With election day less than five weeks away, campaign cash to both sides in the battle for San Diego mayor is gushing through a sometimes confusing and byzantine network of corporations, unions, and political committees.
Among the latest contributors: Stuck in the Rough, LLC, a Los Angeles based entity that has ruffled feathers in North County over its controversial plans to develop the Escondido Country Club into condominiums.
A disclosure filing yesterday with the city clerk's office shows that on Monday, January 6, the developer gave $50,500 to a GOP Lincoln Club independent expenditure committee calling itself “Working Together for Neighborhood Fairness in Opposition to David Alvarez for Mayor 2014.”
As reported here last week, $37,000 in previous donations to the Lincoln Club and the county Republican Party, which the groups reported as being made by Touchstone Golf, a Texas-based golf course management firm, were actually from Stuck in the Rough.

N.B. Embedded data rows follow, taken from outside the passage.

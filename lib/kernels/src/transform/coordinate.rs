// SPDX-FileCopyrightText: Copyright (c) 2025 NVIDIA CORPORATION & AFFILIATES. All rights reserved.
// SPDX-License-Identifier: Apache-2.0

use super::{Index, MAX_DIMS, TransformGraph};
use crate::error::TransformError;

/// A cursor into a [`TransformGraph`].
///
/// Holds the value of every hidden dimension so a move only touches the transforms
/// that lie below the moved top dimensions. A coordinate belongs to one lane and is
/// never shared.
#[derive(Debug, Clone)]
pub struct Coordinate {
    hidden: Vec<Index>,
    scratch: Vec<Index>,
}

/// A precomputed top-space delta.
///
/// Records which transforms can observe a nonzero delta so that moving a coordinate
/// skips every other transform.
#[derive(Debug, Clone, PartialEq, Eq)]
pub struct CoordinateStep {
    top_diff: Vec<Index>,
    active: Vec<bool>,
}

impl CoordinateStep {
    pub fn top_diff(&self) -> &[Index] {
        &self.top_diff
    }
}

impl TransformGraph {
    /// Create a cursor at `top`, which must lie inside the top space.
    pub fn make_coordinate(&self, top: &[Index]) -> Result<Coordinate, TransformError> {
        self.check_top(top)?;
        let mut hidden = vec![0; self.lengths.len()];
        for (&id, &v) in self.top_ids().iter().zip(top) {
            hidden[id] = v;
        }
        self.propagate_down(&mut hidden);
        Ok(Coordinate {
            scratch: vec![0; hidden.len()],
            hidden,
        })
    }

    /// Precompute a move by `top_diff`.
    pub fn make_step(&self, top_diff: &[Index]) -> Result<CoordinateStep, TransformError> {
        if top_diff.len() != self.top_rank() {
            return Err(TransformError::RankMismatch {
                expected: self.top_rank(),
                actual: top_diff.len(),
            });
        }

        let mut moving = vec![false; self.lengths.len()];
        for (&id, &d) in self.top_ids().iter().zip(top_diff) {
            moving[id] = d != 0;
        }
        let mut active = vec![false; self.nodes.len()];
        for (n, node) in self.nodes.iter().enumerate().rev() {
            if node.upper.iter().any(|&id| moving[id]) {
                active[n] = true;
                for &id in &node.lower {
                    moving[id] = true;
                }
            }
        }

        Ok(CoordinateStep {
            top_diff: top_diff.to_vec(),
            active,
        })
    }

    /// Move `coord` by a precomputed step.
    ///
    /// Each active transform converts its upper delta into a lower delta; carries of
    /// merged dimensions are resolved locally. The result is identical to creating a
    /// fresh coordinate at the moved top index.
    pub fn move_coordinate(&self, coord: &mut Coordinate, step: &CoordinateStep) {
        debug_assert_eq!(coord.hidden.len(), self.lengths.len());
        debug_assert_eq!(step.active.len(), self.nodes.len());

        coord.scratch.fill(0);
        for (&id, &d) in self.top_ids().iter().zip(&step.top_diff) {
            coord.scratch[id] = d;
            coord.hidden[id] += d;
        }

        let mut upper_diff = [0 as Index; MAX_DIMS];
        let mut lower = [0 as Index; MAX_DIMS];
        let mut lower_diff = [0 as Index; MAX_DIMS];
        for (node, _) in self
            .nodes
            .iter()
            .zip(&step.active)
            .rev()
            .filter(|(_, active)| **active)
        {
            let (nu, nl) = (node.upper.len(), node.lower.len());
            for (k, &id) in node.upper.iter().enumerate() {
                upper_diff[k] = coord.scratch[id];
            }
            for (k, &id) in node.lower.iter().enumerate() {
                lower[k] = coord.hidden[id];
            }
            node.transform.update_lower_index(
                &upper_diff[..nu],
                &mut lower[..nl],
                &mut lower_diff[..nl],
            );
            for (k, &id) in node.lower.iter().enumerate() {
                coord.hidden[id] = lower[k];
                coord.scratch[id] = lower_diff[k];
            }
        }
    }

    pub fn coordinate_top(&self, coord: &Coordinate) -> Vec<Index> {
        self.top_ids().iter().map(|&id| coord.hidden[id]).collect()
    }

    pub fn coordinate_bottom(&self, coord: &Coordinate) -> Vec<Index> {
        self.bottom.iter().map(|&id| coord.hidden[id]).collect()
    }

    /// Value of the first bottom dimension, the linear offset for descriptors.
    #[inline]
    pub fn coordinate_offset(&self, coord: &Coordinate) -> Index {
        self.bottom.first().map_or(0, |&id| coord.hidden[id])
    }

    /// Whether `coord` addresses real data: the top index lies inside the top space
    /// and no padding transform maps it into its padded region.
    pub fn coordinate_is_valid(&self, coord: &Coordinate) -> bool {
        let top_ok = self
            .top_ids()
            .iter()
            .all(|&id| coord.hidden[id] >= 0 && coord.hidden[id] < self.lengths[id]);
        top_ok
            && self
                .nodes
                .iter()
                .filter(|node| !node.transform.is_always_valid())
                .all(|node| {
                    let mut lower = [0 as Index; MAX_DIMS];
                    for (k, &id) in node.lower.iter().enumerate() {
                        lower[k] = coord.hidden[id];
                    }
                    node.transform.is_valid_lower(&lower[..node.lower.len()])
                })
    }
}

#[cfg(test)]
mod tests {
    use super::super::{Step, Transform};
    use super::*;

    fn padded_merged() -> TransformGraph {
        // [3, 5] row-major in memory, dim 1 padded to 8, then merged into one index
        TransformGraph::new(&[15])
            .unwrap()
            .transform(vec![Step::new(
                Transform::embed(vec![3, 5], vec![5, 1]),
                [0],
                [0, 1],
            )])
            .unwrap()
            .transform(vec![
                Step::new(Transform::pass_through(3), [0], [0]),
                Step::new(Transform::right_pad_to_multiple(5, 4), [1], [1]),
            ])
            .unwrap()
            .transform(vec![Step::new(Transform::merge(vec![3, 8]), [0, 1], [0])])
            .unwrap()
    }

    #[test]
    fn test_incremental_matches_recompute() {
        let graph = padded_merged();
        let mut coord = graph.make_coordinate(&[0]).unwrap();
        let forward = graph.make_step(&[3]).unwrap();

        for linear in (3..24).step_by(3) {
            graph.move_coordinate(&mut coord, &forward);
            let fresh = graph.make_coordinate(&[linear]).unwrap();
            assert_eq!(graph.coordinate_bottom(&coord), graph.coordinate_bottom(&fresh));
            assert_eq!(
                graph.coordinate_is_valid(&coord),
                graph.coordinate_is_valid(&fresh)
            );
        }

        let back = graph.make_step(&[-7]).unwrap();
        graph.move_coordinate(&mut coord, &back);
        let fresh = graph.make_coordinate(&[14]).unwrap();
        assert_eq!(graph.coordinate_offset(&coord), graph.coordinate_offset(&fresh));
    }

    #[test]
    fn test_padded_region_is_invalid() {
        let graph = padded_merged();
        // row 1, column 6 lies in the padding
        let coord = graph.make_coordinate(&[8 + 6]).unwrap();
        assert!(!graph.coordinate_is_valid(&coord));
        let coord = graph.make_coordinate(&[8 + 4]).unwrap();
        assert!(graph.coordinate_is_valid(&coord));
        assert_eq!(graph.coordinate_offset(&coord), 9);
    }

    #[test]
    fn test_step_skips_untouched_transforms() {
        let graph = TransformGraph::new(&[12])
            .unwrap()
            .transform(vec![Step::new(
                Transform::embed(vec![3, 4], vec![4, 1]),
                [0],
                [0, 1],
            )])
            .unwrap()
            .transform(vec![
                Step::new(Transform::pass_through(3), [0], [0]),
                Step::new(Transform::pass_through(4), [1], [1]),
            ])
            .unwrap();

        let step = graph.make_step(&[0, 1]).unwrap();
        assert_eq!(step.active, vec![true, false, true]);
        assert!(graph.make_step(&[1]).is_err());
    }
}
// SPDX-FileCopyrightText: Copyright (c) 2025 NVIDIA CORPORATION & AFFILIATES. All rights reserved.
// SPDX-License-Identifier: Apache-2.0

use super::{Index, MAX_DIMS, Transform};
use crate::error::TransformError;

/// One transform applied while building a new stage.
///
/// `lower` names positions in the current top space, `upper` names positions in the
/// new top space.
#[derive(Debug, Clone, PartialEq, Eq)]
pub struct Step {
    pub transform: Transform,
    pub lower: Vec<usize>,
    pub upper: Vec<usize>,
}

impl Step {
    pub fn new(
        transform: Transform,
        lower: impl Into<Vec<usize>>,
        upper: impl Into<Vec<usize>>,
    ) -> Self {
        Self {
            transform,
            lower: lower.into(),
            upper: upper.into(),
        }
    }
}

#[derive(Debug, Clone)]
pub(super) struct Node {
    pub(super) transform: Transform,
    /// hidden ids
    pub(super) lower: Vec<usize>,
    pub(super) upper: Vec<usize>,
}

/// An immutable chain of transforms from a top space down to a bottom space.
///
/// Dimensions are identified internally by *hidden ids*. The bottom dimensions are
/// allocated first; every transform allocates fresh ids for its upper dimensions, so
/// each hidden id is produced once and consumed at most once.
#[derive(Debug, Clone)]
pub struct TransformGraph {
    pub(super) nodes: Vec<Node>,
    pub(super) lengths: Vec<Index>,
    pub(super) bottom: Vec<usize>,
    /// visible hidden ids after each stage, `stages[0]` is the bottom space
    pub(super) stages: Vec<Vec<usize>>,
}

impl TransformGraph {
    /// A graph with no transforms whose top and bottom are both `bottom_lengths`.
    pub fn new(bottom_lengths: &[Index]) -> Result<Self, TransformError> {
        if let Some((dim, &length)) = bottom_lengths.iter().enumerate().find(|(_, l)| **l <= 0) {
            return Err(TransformError::NonPositiveLength { dim, length });
        }
        let bottom: Vec<usize> = (0..bottom_lengths.len()).collect();
        Ok(Self {
            nodes: Vec::new(),
            lengths: bottom_lengths.to_vec(),
            stages: vec![bottom.clone()],
            bottom,
        })
    }

    /// Append a stage. Every dimension of the current top space must be consumed by
    /// exactly one step and the steps' upper positions must form `0..rank` of the new
    /// top space.
    pub fn transform(&self, steps: Vec<Step>) -> Result<Self, TransformError> {
        let top = self.top_ids();
        let rank = top.len();

        let mut consumed = vec![false; rank];
        let mut new_rank = 0;
        for step in &steps {
            let t = &step.transform;
            if step.lower.len() != t.num_lower() {
                return Err(TransformError::LowerArity {
                    transform: t.name(),
                    expected: t.num_lower(),
                    actual: step.lower.len(),
                });
            }
            if step.upper.len() != t.num_upper() {
                return Err(TransformError::UpperArity {
                    transform: t.name(),
                    expected: t.num_upper(),
                    actual: step.upper.len(),
                });
            }
            for &position in &step.lower {
                if position >= rank {
                    return Err(TransformError::DanglingDimension { position, rank });
                }
                if consumed[position] {
                    return Err(TransformError::DuplicateLower(position));
                }
                consumed[position] = true;
            }
            new_rank += step.upper.len();
        }
        if let Some(position) = consumed.iter().position(|c| !c) {
            return Err(TransformError::UnconsumedDimension(position));
        }

        let mut slots: Vec<Option<usize>> = vec![None; new_rank];
        let mut graph = self.clone();
        for step in steps {
            let lower: Vec<usize> = step.lower.iter().map(|&p| top[p]).collect();
            let lower_lengths: Vec<Index> = lower.iter().map(|&id| self.lengths[id]).collect();
            step.transform.validate(&lower_lengths)?;

            let mut upper = Vec::with_capacity(step.upper.len());
            for (&position, length) in step.upper.iter().zip(step.transform.upper_lengths()) {
                if position >= new_rank {
                    return Err(TransformError::DanglingDimension {
                        position,
                        rank: new_rank,
                    });
                }
                if slots[position].is_some() {
                    return Err(TransformError::DuplicateUpper(position));
                }
                let id = graph.lengths.len();
                graph.lengths.push(length);
                slots[position] = Some(id);
                upper.push(id);
            }

            graph.nodes.push(Node {
                transform: step.transform,
                lower,
                upper,
            });
        }

        let stage = slots
            .iter()
            .enumerate()
            .map(|(position, slot)| slot.ok_or(TransformError::UpperGap(position)))
            .collect::<Result<Vec<_>, _>>()?;
        graph.stages.push(stage);
        Ok(graph)
    }

    pub(super) fn top_ids(&self) -> &[usize] {
        // stages always holds at least the bottom stage
        self.stages.last().map(Vec::as_slice).unwrap_or(&[])
    }

    pub fn top_rank(&self) -> usize {
        self.top_ids().len()
    }

    pub fn bottom_rank(&self) -> usize {
        self.bottom.len()
    }

    pub fn top_lengths(&self) -> Vec<Index> {
        self.top_ids().iter().map(|&id| self.lengths[id]).collect()
    }

    pub fn bottom_lengths(&self) -> Vec<Index> {
        self.bottom.iter().map(|&id| self.lengths[id]).collect()
    }

    /// Number of stages including the bottom stage.
    pub fn num_stages(&self) -> usize {
        self.stages.len()
    }

    /// Lengths of the visible space after `stage` stages (0 is the bottom space).
    pub fn stage_lengths(&self, stage: usize) -> Option<Vec<Index>> {
        self.stages
            .get(stage)
            .map(|ids| ids.iter().map(|&id| self.lengths[id]).collect())
    }

    pub fn transforms(&self) -> impl Iterator<Item = &Transform> {
        self.nodes.iter().map(|n| &n.transform)
    }

    pub(super) fn check_top(&self, top: &[Index]) -> Result<(), TransformError> {
        let lengths = self.top_lengths();
        if top.len() != lengths.len() {
            return Err(TransformError::RankMismatch {
                expected: lengths.len(),
                actual: top.len(),
            });
        }
        for (dim, (&index, &length)) in top.iter().zip(&lengths).enumerate() {
            if index < 0 || index >= length {
                return Err(TransformError::IndexOutOfRange { dim, index, length });
            }
        }
        Ok(())
    }

    /// Run the forward map over every node, filling `hidden` from its top values.
    pub(super) fn propagate_down(&self, hidden: &mut [Index]) {
        let mut upper = [0 as Index; MAX_DIMS];
        let mut lower = [0 as Index; MAX_DIMS];
        for node in self.nodes.iter().rev() {
            for (k, &id) in node.upper.iter().enumerate() {
                upper[k] = hidden[id];
            }
            let nl = node.lower.len();
            node.transform
                .lower_index(&upper[..node.upper.len()], &mut lower[..nl]);
            for (k, &id) in node.lower.iter().enumerate() {
                hidden[id] = lower[k];
            }
        }
    }

    /// Full forward map of a top index.
    pub fn bottom_index(&self, top: &[Index]) -> Result<Vec<Index>, TransformError> {
        self.check_top(top)?;
        let mut hidden = vec![0; self.lengths.len()];
        for (&id, &v) in self.top_ids().iter().zip(top) {
            hidden[id] = v;
        }
        self.propagate_down(&mut hidden);
        Ok(self.bottom.iter().map(|&id| hidden[id]).collect())
    }

    /// Decode a bottom index back to the top index that produces it.
    pub fn top_index(&self, bottom: &[Index]) -> Result<Vec<Index>, TransformError> {
        if bottom.len() != self.bottom.len() {
            return Err(TransformError::RankMismatch {
                expected: self.bottom.len(),
                actual: bottom.len(),
            });
        }
        let mut hidden = vec![0; self.lengths.len()];
        for (dim, (&id, &v)) in self.bottom.iter().zip(bottom).enumerate() {
            if v < 0 || v >= self.lengths[id] {
                return Err(TransformError::IndexOutOfRange {
                    dim,
                    index: v,
                    length: self.lengths[id],
                });
            }
            hidden[id] = v;
        }

        let mut upper = [0 as Index; MAX_DIMS];
        let mut lower = [0 as Index; MAX_DIMS];
        for node in &self.nodes {
            for (k, &id) in node.lower.iter().enumerate() {
                lower[k] = hidden[id];
            }
            let nu = node.upper.len();
            node.transform
                .upper_index(&lower[..node.lower.len()], &mut upper[..nu])?;
            for (k, &id) in node.upper.iter().enumerate() {
                hidden[id] = upper[k];
            }
        }

        let top = self.top_ids().iter().map(|&id| hidden[id]).collect::<Vec<_>>();
        self.check_top(&top)?;
        Ok(top)
    }
}
// SPDX-FileCopyrightText: Copyright (c) 2025 NVIDIA CORPORATION & AFFILIATES. All rights reserved.
// SPDX-License-Identifier: Apache-2.0

//! Error types.
//!
//! Every error is raised while building descriptors, resources or kernel arguments.
//! Out-of-range accesses during execution are absorbed by the buffer resource and
//! never surface here.

use thiserror::Error;

use crate::transform::{Index, MAX_DIMS};

/// Malformed transform chains and invalid coordinates.
#[derive(Debug, Error, Clone, PartialEq, Eq)]
pub enum TransformError {
    #[error("{transform} expects {expected} lower dimension(s), got {actual}")]
    LowerArity {
        transform: &'static str,
        expected: usize,
        actual: usize,
    },

    #[error("{transform} produces {expected} upper dimension(s), got {actual} position(s)")]
    UpperArity {
        transform: &'static str,
        expected: usize,
        actual: usize,
    },

    #[error("dimension {position} referenced but the space has rank {rank}")]
    DanglingDimension { position: usize, rank: usize },

    #[error("dimension {0} is consumed by more than one transform")]
    DuplicateLower(usize),

    #[error("dimension {0} is not consumed by any transform")]
    UnconsumedDimension(usize),

    #[error("upper position {0} is produced more than once")]
    DuplicateUpper(usize),

    #[error("upper positions leave position {0} unassigned")]
    UpperGap(usize),

    #[error("{transform}: {reason}")]
    InvalidParameters {
        transform: &'static str,
        reason: String,
    },

    #[error("length {length} does not factor exactly into {factors:?}")]
    InexactUnmerge { length: Index, factors: Vec<Index> },

    #[error("length {length} of dimension {dim} must be positive")]
    NonPositiveLength { dim: usize, length: Index },

    #[error("index rank mismatch: expected {expected}, got {actual}")]
    RankMismatch { expected: usize, actual: usize },

    #[error("index {index} out of range for dimension {dim} of length {length}")]
    IndexOutOfRange {
        dim: usize,
        index: Index,
        length: Index,
    },

    #[error("{transform} cannot decode lower index {index}")]
    NotDecodable { transform: &'static str, index: Index },

    #[error("a transform may touch at most {MAX_DIMS} dimensions, got {0}")]
    TooManyDimensions(usize),
}

/// Shapes rejected at the descriptor construction boundary.
#[derive(Debug, Error, Clone, PartialEq, Eq)]
pub enum DescriptorError {
    #[error(transparent)]
    Transform(#[from] TransformError),

    #[error("descriptor must have at least one dimension")]
    Empty,

    #[error("{lengths} lengths but {strides} strides")]
    RankMismatch { lengths: usize, strides: usize },

    #[error("length {length} of dimension {dim} must be positive")]
    NonPositiveLength { dim: usize, length: Index },

    #[error("stride {stride} of dimension {dim} (length {length}) must be positive")]
    InvalidStride {
        dim: usize,
        stride: Index,
        length: Index,
    },

    #[error("dimension {dim} out of range for rank {rank}")]
    DimensionOutOfRange { dim: usize, rank: usize },

    #[error("element space overflows the index type")]
    ElementSpaceOverflow,
}

/// Invalid buffer resource construction.
#[derive(Debug, Error, Clone, PartialEq, Eq)]
pub enum ResourceError {
    #[error("declared range of {range} elements exceeds the allocation of {len} elements")]
    RangeExceedsAllocation { range: usize, len: usize },

    #[error("declared range of {bytes} bytes exceeds the {max} byte hardware limit")]
    RangeTooLarge { bytes: u64, max: u64 },
}

/// Errors reported before a kernel is launched.
#[derive(Debug, Error)]
pub enum KernelError {
    /// The compiled configuration itself is unusable
    #[error("invalid kernel configuration: {0}")]
    Configuration(String),

    /// Runtime arguments are incompatible with the compiled configuration
    #[error("argument not supported: {0}")]
    UnsupportedArgument(String),

    #[error("device '{device}' is not supported by {kernel} (supported: {supported})")]
    UnsupportedDevice {
        kernel: &'static str,
        device: String,
        supported: String,
    },

    #[error(transparent)]
    Descriptor(#[from] DescriptorError),

    #[error(transparent)]
    Transform(#[from] TransformError),

    #[error(transparent)]
    Resource(#[from] ResourceError),

    #[error("configuration validation failed: {0}")]
    Validation(#[from] validator::ValidationErrors),
}

impl KernelError {
    pub(crate) fn unsupported(reason: impl Into<String>) -> Self {
        KernelError::UnsupportedArgument(reason.into())
    }
}

pub type Result<T, E = KernelError> = std::result::Result<T, E>;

Touchstone chief Steve Harker, reached at his San Francisco Bay Area office by phone on December 30, said he didn’t know that Touchstone had been listed as making the contributions. He went on to say that his firm was not the source of the money.
After further investigation, Harker called back to say that the funds originated from an entity by the name of Stuck in the Rough, LLC, which, he explained, owns the Escondido Country Club and has had a management deal with Touchstone.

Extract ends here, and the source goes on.